# History Subforum?



## OwO What's This? (May 18, 2017)

History has always been my worst subject. I do not enjoy reading stiffly worded Wikipedia articles, but I love hearing about history through word of mouth.

I know we have a lot of history spergs that post here at farms, so maybe there's some traction for this idea.

ok love you, talk to you later bye


----------



## Gym Leader Elesa (May 18, 2017)

At first, I liked this idea, but then I realized that it would be even more polarizing and autistic than Deep Thoughts. I would have to listen to people who allegedly have history degrees drag on endlessly about how taxes are unconstitutional because of the Whiskey Rebellion, how "#BasedLincoln was fighting a liberation war against the South which I think fought for slavery because I'm a middle-aged white man from Wisconsin who manages a Kroger", how Jesus wasn't real because Richard Dawkins said so one time, how women's history proves that men have higher IQs, how Karl Marx was in-league with the Jews to end the "teutonic race", people unironically throwing about the word "Holohoax" and trying to disprove the holocaust and everyone taking them seriously. Oh God, it sounds awful.

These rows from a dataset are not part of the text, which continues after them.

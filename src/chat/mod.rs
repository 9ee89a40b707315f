//! Human-in-the-loop conversational workflow.
//!
//! Three steps: `agent` invokes the model with the search tool and the
//! `ask_human` pseudo-tool bound; `tool_call` dispatches requested tool
//! invocations; `ask_human` suspends the run until the caller resumes the
//! session with an answer. Routing after `agent` inspects the latest
//! assistant message: no tool call ends the run, an `ask_human` request goes
//! to the interrupt step, anything else goes to dispatch.

use crate::error::EngineError;
use crate::graph::{
    CheckpointStore, Graph, GraphBuilder, StateUpdate, Step, StepResult, Transition,
    WorkflowState, END,
};
use crate::llm::{ChatModel, GenerationConfig, Message, ToolSpec};
use crate::tools::{search::WebSearchTool, ToolSet};
use async_trait::async_trait;
use serde_json::json;
use std::sync::Arc;

pub const AGENT: &str = "agent";
pub const TOOL_CALL: &str = "tool_call";
pub const ASK_HUMAN: &str = "ask_human";

/// Binding spec for the ask-human pseudo-tool. There is no handler behind
/// it; requesting it routes the run into the interrupt step.
pub fn ask_human_spec() -> ToolSpec {
    ToolSpec {
        name: ASK_HUMAN.to_string(),
        description: "Ask the human a question and wait for their answer.".to_string(),
        parameters: json!({
            "type": "object",
            "properties": {
                "question": {
                    "type": "string",
                    "description": "The question to ask the human"
                }
            },
            "required": ["question"]
        }),
    }
}

/// Invokes the generation service with the conversation so far and the bound
/// tool definitions, appending the response.
pub struct CallModel {
    model: Arc<dyn ChatModel>,
    tools: Vec<ToolSpec>,
    config: GenerationConfig,
}

impl CallModel {
    pub fn new(model: Arc<dyn ChatModel>, tools: Vec<ToolSpec>, config: GenerationConfig) -> Self {
        Self {
            model,
            tools,
            config,
        }
    }
}

#[async_trait]
impl Step for CallModel {
    async fn run(&self, state: &WorkflowState) -> Result<StepResult, EngineError> {
        let response = self
            .model
            .invoke(&state.messages, &self.config, &self.tools)
            .await?;
        Ok(StepResult::Update(StateUpdate::new().append(response)))
    }
}

/// Executes every tool invocation pending on the latest assistant message
/// and appends a tool-result message per invocation. An invocation naming an
/// unregistered tool is a fatal configuration error.
pub struct DispatchTools {
    tools: ToolSet,
}

impl DispatchTools {
    pub fn new(tools: ToolSet) -> Self {
        Self { tools }
    }
}

#[async_trait]
impl Step for DispatchTools {
    async fn run(&self, state: &WorkflowState) -> Result<StepResult, EngineError> {
        let calls = state.pending_tool_calls();
        if calls.is_empty() {
            return Err(EngineError::validation(
                "tool dispatch reached without a pending invocation",
            ));
        }

        let mut update = StateUpdate::new();
        for call in calls {
            let tool = self
                .tools
                .get(&call.name)
                .ok_or_else(|| EngineError::UnregisteredTool(call.name.clone()))?;
            log::info!("Tool call: {} {}", call.name, call.arguments);
            let result = tool.execute(call.arguments.clone()).await?;
            update = update.append(Message::tool(call.id.clone(), result));
        }
        Ok(StepResult::Update(update))
    }
}

/// Extracts the question from the pending `ask_human` invocation and
/// suspends the run. The executor records this step in the checkpoint so a
/// later resume continues along its outgoing edge.
pub struct AskHuman;

#[async_trait]
impl Step for AskHuman {
    async fn run(&self, state: &WorkflowState) -> Result<StepResult, EngineError> {
        let call = state
            .pending_tool_calls()
            .iter()
            .find(|c| c.name == ASK_HUMAN)
            .ok_or_else(|| {
                EngineError::validation("ask-human step reached without a pending question")
            })?;

        let question = call
            .arguments
            .get("question")
            .and_then(|q| q.as_str())
            .ok_or_else(|| {
                EngineError::validation("ask_human invocation is missing a question argument")
            })?
            .to_string();

        log::info!("Asking human for input: {}", question);
        Ok(StepResult::Suspend { question })
    }
}

/// Tool-or-stop routing over the latest assistant message.
pub fn should_continue(state: &WorkflowState) -> Transition {
    match state.pending_tool_calls().first() {
        None => Transition::End,
        Some(call) if call.name == ASK_HUMAN => Transition::to(ASK_HUMAN),
        Some(_) => Transition::to(TOOL_CALL),
    }
}

/// Build the conversational graph against the given model and checkpoint
/// store.
pub fn build_chat_graph(
    model: Arc<dyn ChatModel>,
    checkpoints: Arc<dyn CheckpointStore>,
) -> Result<Graph, EngineError> {
    let tools = ToolSet::new(vec![Arc::new(WebSearchTool)]);
    let mut tool_specs = tools.specs();
    tool_specs.push(ask_human_spec());

    let config = GenerationConfig {
        temperature: Some(0.7),
        max_tokens: Some(1000),
    };

    GraphBuilder::new("chat")
        .add_step(AGENT, Arc::new(CallModel::new(model, tool_specs, config)))
        .add_step(TOOL_CALL, Arc::new(DispatchTools::new(tools)))
        .add_step(ASK_HUMAN, Arc::new(AskHuman))
        .set_entry(AGENT)
        .add_conditional(AGENT, should_continue, &[ASK_HUMAN, TOOL_CALL, END])
        .add_edge(TOOL_CALL, AGENT)
        .add_edge(ASK_HUMAN, AGENT)
        .compile(checkpoints)
}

I respect this proposal, because I think it is well intentioned, but in reality...oh, man. It would lead to more halals than the Chained Divinity thread. I'm giving you a drink rating though because if you have more patience than me you might get a lot of humor out of it.


----------



## OwO What's This? (May 18, 2017)

Gym Leader Elesa said:


> At first, I liked this idea, but then I realized that it would be even more polarizing and autistic than Deep Thoughts. I would have to listen to people who allegedly have history degrees drag on endlessly about how taxes are unconstitutional because of the Whiskey Rebellion, how "#BasedLincoln was fighting a liberation war against the South which I think fought for slavery because I'm a middle-aged white man from Wisconsin who manages a Kroger", how Jesus wasn't real because Richard Dawkins said so one time, how women's history proves that men have higher IQs, how Karl Marx was in-league with the Jews to end the "teutonic race", people unironically throwing about the word "Holohoax" and trying to disprove the holocaust and everyone taking them seriously. Oh God, it sounds awful.
> 
> I respect this proposal, because I think it is well intentioned, but in reality...oh, man. It would lead to more halals than the Chained Divinity thread. I'm giving you a drink rating though because if you have more patience than me you might get a lot of humor out of it.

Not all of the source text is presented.